AIM OF THE EXERCISE: Transcribe the entries below exactly.

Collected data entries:
########

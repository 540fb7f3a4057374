//! SQS JSON-protocol client over `reqwest`.
//!
//! Requests are sent unsigned; the endpoint must be an SQS-compatible
//! service that accepts them (or a signing proxy in front of SQS).

use crate::error::TransportError;
use crate::port::{OutboundMessage, QueueClient};
use base64::Engine;
use base64::engine::general_purpose::STANDARD;
use serde::de::DeserializeOwned;
use serde::{Deserialize, Serialize};
use std::collections::BTreeMap;
use std::future::Future;
use std::pin::Pin;
use std::time::Duration;

const CONTENT_TYPE: &str = "application/x-amz-json-1.0";
const TARGET_GET_QUEUE_URL: &str = "AmazonSQS.GetQueueUrl";
const TARGET_SEND_MESSAGE: &str = "AmazonSQS.SendMessage";

#[derive(Debug, Clone)]
pub struct SqsQueueClientConfig {
    pub endpoint: String,
    /// Whole-request timeout of the HTTP client. Unset by default.
    pub timeout: Option<Duration>,
}

impl Default for SqsQueueClientConfig {
    fn default() -> Self {
        Self {
            endpoint: "http://localhost:9324".to_string(),
            timeout: None,
        }
    }
}

#[derive(Serialize)]
#[serde(rename_all = "PascalCase")]
struct GetQueueUrlRequest<'a> {
    queue_name: &'a str,
}

#[derive(Deserialize)]
#[serde(rename_all = "PascalCase")]
struct GetQueueUrlResponse {
    queue_url: String,
}

#[derive(Serialize)]
#[serde(rename_all = "PascalCase")]
struct SendMessageRequest<'a> {
    queue_url: &'a str,
    message_body: &'a str,
    #[serde(skip_serializing_if = "BTreeMap::is_empty")]
    message_attributes: BTreeMap<&'a str, MessageAttributeValue>,
}

#[derive(Serialize)]
#[serde(rename_all = "PascalCase")]
struct MessageAttributeValue {
    data_type: &'static str,
    binary_value: String,
}

#[derive(Deserialize)]
#[serde(rename_all = "PascalCase")]
struct SendMessageResponse {
    message_id: String,
}

/// Error body returned by the JSON protocol on non-2xx replies.
#[derive(Deserialize, Default)]
struct ServiceError {
    #[serde(rename = "__type", default)]
    kind: String,
    #[serde(alias = "Message", default)]
    message: String,
}

impl ServiceError {
    fn describe(self, status: reqwest::StatusCode) -> String {
        match (self.kind.is_empty(), self.message.is_empty()) {
            (true, true) => format!("HTTP {status}"),
            (false, true) => format!("HTTP {status}: {}", self.kind),
            (true, false) => format!("HTTP {status}: {}", self.message),
            (false, false) => format!("HTTP {status}: {}: {}", self.kind, self.message),
        }
    }
}

#[derive(Clone)]
pub struct SqsQueueClient {
    http: reqwest::Client,
    endpoint: String,
}

impl SqsQueueClient {
    pub fn new(config: SqsQueueClientConfig) -> Result<Self, TransportError> {
        let mut builder = reqwest::Client::builder();
        if let Some(timeout) = config.timeout {
            builder = builder.timeout(timeout);
        }
        let http = builder
            .build()
            .map_err(|e| TransportError::Publish(format!("Failed to create HTTP client: {e}")))?;

        Ok(Self {
            http,
            endpoint: config.endpoint,
        })
    }

    /// POST one JSON-protocol action and decode the success body.
    async fn call<Req, Resp>(&self, target: &str, request: &Req) -> Result<Resp, String>
    where
        Req: Serialize + ?Sized,
        Resp: DeserializeOwned,
    {
        let body = serde_json::to_vec(request).map_err(|e| e.to_string())?;

        let response = self
            .http
            .post(&self.endpoint)
            .header(reqwest::header::CONTENT_TYPE, CONTENT_TYPE)
            .header("X-Amz-Target", target)
            .body(body)
            .send()
            .await
            .map_err(|e| format!("Request failed: {e}"))?;

        let status = response.status();
        if !status.is_success() {
            let error = response.json::<ServiceError>().await.unwrap_or_default();
            return Err(error.describe(status));
        }

        response
            .json::<Resp>()
            .await
            .map_err(|e| format!("Unexpected response body: {e}"))
    }
}

impl QueueClient for SqsQueueClient {
    fn queue_url<'a>(
        &'a self,
        queue_name: &'a str,
    ) -> Pin<Box<dyn Future<Output = Result<String, TransportError>> + Send + 'a>> {
        Box::pin(async move {
            let response: GetQueueUrlResponse = self
                .call(TARGET_GET_QUEUE_URL, &GetQueueUrlRequest { queue_name })
                .await
                .map_err(|reason| TransportError::Resolve {
                    queue: queue_name.to_string(),
                    reason,
                })?;
            Ok(response.queue_url)
        })
    }

    fn send_message(
        &self,
        message: OutboundMessage,
    ) -> Pin<Box<dyn Future<Output = Result<String, TransportError>> + Send + '_>> {
        Box::pin(async move {
            let message_attributes = message
                .binary_attributes
                .iter()
                .map(|(name, value)| {
                    (
                        name.as_str(),
                        MessageAttributeValue {
                            data_type: "Binary",
                            binary_value: STANDARD.encode(value),
                        },
                    )
                })
                .collect();

            let request = SendMessageRequest {
                queue_url: &message.queue_url,
                message_body: &message.body,
                message_attributes,
            };

            let response: SendMessageResponse = self
                .call(TARGET_SEND_MESSAGE, &request)
                .await
                .map_err(TransportError::Publish)?;
            Ok(response.message_id)
        })
    }
}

########

SOLUTION TO THE PROBLEM:
repository 540fb7f3a4057374
//! SQS JSON-protocol client over `reqwest`.
//!
//! Requests are sent unsigned; the endpoint must be an SQS-compatible
//! service that accepts them (or a signing proxy in front of SQS).

use crate::error::TransportError;
use crate::port::{OutboundMessage, QueueClient};
use base64::Engine;
use base64::engine::general_purpose::STANDARD;
use serde::de::DeserializeOwned;
use serde::{Deserialize, Serialize};
use std::collections::BTreeMap;
use std::future::Future;
use std::pin::Pin;
use std::time::Duration;

const CONTENT_TYPE: &str = "application/x-amz-json-1.0";
const TARGET_GET_QUEUE_URL: &str = "AmazonSQS.GetQueueUrl";
const TARGET_SEND_MESSAGE: &str = "AmazonSQS.SendMessage";

#[derive(Debug, Clone)]
pub struct SqsQueueClientConfig {
    pub endpoint: String,
    /// Whole-request timeout of the HTTP client. Unset by default.
    pub timeout: Option<Duration>,
}

impl Default for SqsQueueClientConfig {
    fn default() -> Self {
        Self {
            endpoint: "http://localhost:9324".to_string(),
            timeout: None,
        }
    }
}

#[derive(Serialize)]
#[serde(rename_all = "PascalCase")]
struct GetQueueUrlRequest<'a> {
    queue_name: &'a str,
}

#[derive(Deserialize)]
#[serde(rename_all = "PascalCase")]
struct GetQueueUrlResponse {
    queue_url: String,
}

#[derive(Serialize)]
#[serde(rename_all = "PascalCase")]
struct SendMessageRequest<'a> {
    queue_url: &'a str,
    message_body: &'a str,
    #[serde(skip_serializing_if = "BTreeMap::is_empty")]
    message_attributes: BTreeMap<&'a str, MessageAttributeValue>,
}

#[derive(Serialize)]
#[serde(rename_all = "PascalCase")]
struct MessageAttributeValue {
    data_type: &'static str,
    binary_value: String,
}

#[derive(Deserialize)]
#[serde(rename_all = "PascalCase")]
struct SendMessageResponse {
    message_id: String,
}

/// Error body returned by the JSON protocol on non-2xx replies.
#[derive(Deserialize, Default)]
struct ServiceError {
    #[serde(rename = "__type", default)]
    kind: String,
    #[serde(alias = "Message", default)]
    message: String,
}

impl ServiceError {
    fn describe(self, status: reqwest::StatusCode) -> String {
        match (self.kind.is_empty(), self.message.is_empty()) {
            (true, true) => format!("HTTP {status}"),
            (false, true) => format!("HTTP {status}: {}", self.kind),
            (true, false) => format!("HTTP {status}: {}", self.message),
            (false, false) => format!("HTTP {status}: {}: {}", self.kind, self.message),
        }
    }
}

#[derive(Clone)]
pub struct SqsQueueClient {
    http: reqwest::Client,
    endpoint: String,
}

impl SqsQueueClient {
    pub fn new(config: SqsQueueClientConfig) -> Result<Self, TransportError> {
        let mut builder = reqwest::Client::builder();
        if let Some(timeout) = config.timeout {
            builder = builder.timeout(timeout);
        }
        let http = builder
            .build()
            .map_err(|e| TransportError::Publish(format!("Failed to create HTTP client: {e}")))?;

        Ok(Self {
            http,
            endpoint: config.endpoint,
        })
    }

    /// POST one JSON-protocol action and decode the success body.
    async fn call<Req, Resp>(&self, target: &str, request: &Req) -> Result<Resp, String>
    where
        Req: Serialize + ?Sized,
        Resp: DeserializeOwned,
    {
        let body = serde_json::to_vec(request).map_err(|e| e.to_string())?;

        let response = self
            .http
            .post(&self.endpoint)
            .header(reqwest::header::CONTENT_TYPE, CONTENT_TYPE)
            .header("X-Amz-Target", target)
            .body(body)
            .send()
            .await
            .map_err(|e| format!("Request failed: {e}"))?;

        let status = response.status();
        if !status.is_success() {
            let error = response.json::<ServiceError>().await.unwrap_or_default();
            return Err(error.describe(status));
        }

        response
            .json::<Resp>()
            .await
            .map_err(|e| format!("Unexpected response body: {e}"))
    }
}

impl QueueClient for SqsQueueClient {
    fn queue_url<'a>(
        &'a self,
        queue_name: &'a str,
    ) -> Pin<Box<dyn Future<Output = Result<String, TransportError>> + Send + 'a>> {
        Box::pin(async move {
            let response: GetQueueUrlResponse = self
                .call(TARGET_GET_QUEUE_URL, &GetQueueUrlRequest { queue_name })
                .await
                .map_err(|reason| TransportError::Resolve {
                    queue: queue_name.to_string(),
                    reason,
                })?;
            Ok(response.queue_url)
        })
    }

    fn send_message(
        &self,
        message: OutboundMessage,
    ) -> Pin<Box<dyn Future<Output = Result<String, TransportError>> + Send + '_>> {
        Box::pin(async move {
            let message_attributes = message
                .binary_attributes
                .iter()
                .map(|(name, value)| {
                    (
                        name.as_str(),
                        MessageAttributeValue {
                            data_type: "Binary",
                            binary_value: STANDARD.encode(value),
                        },
                    )
                })
                .collect();

            let request = SendMessageRequest {
                queue_url: &message.queue_url,
                message_body: &message.body,
                message_attributes,
            };

            let response: SendMessageResponse = self
                .call(TARGET_SEND_MESSAGE, &request)
                .await
                .map_err(TransportError::Publish)?;
            Ok(response.message_id)
        })
    }
}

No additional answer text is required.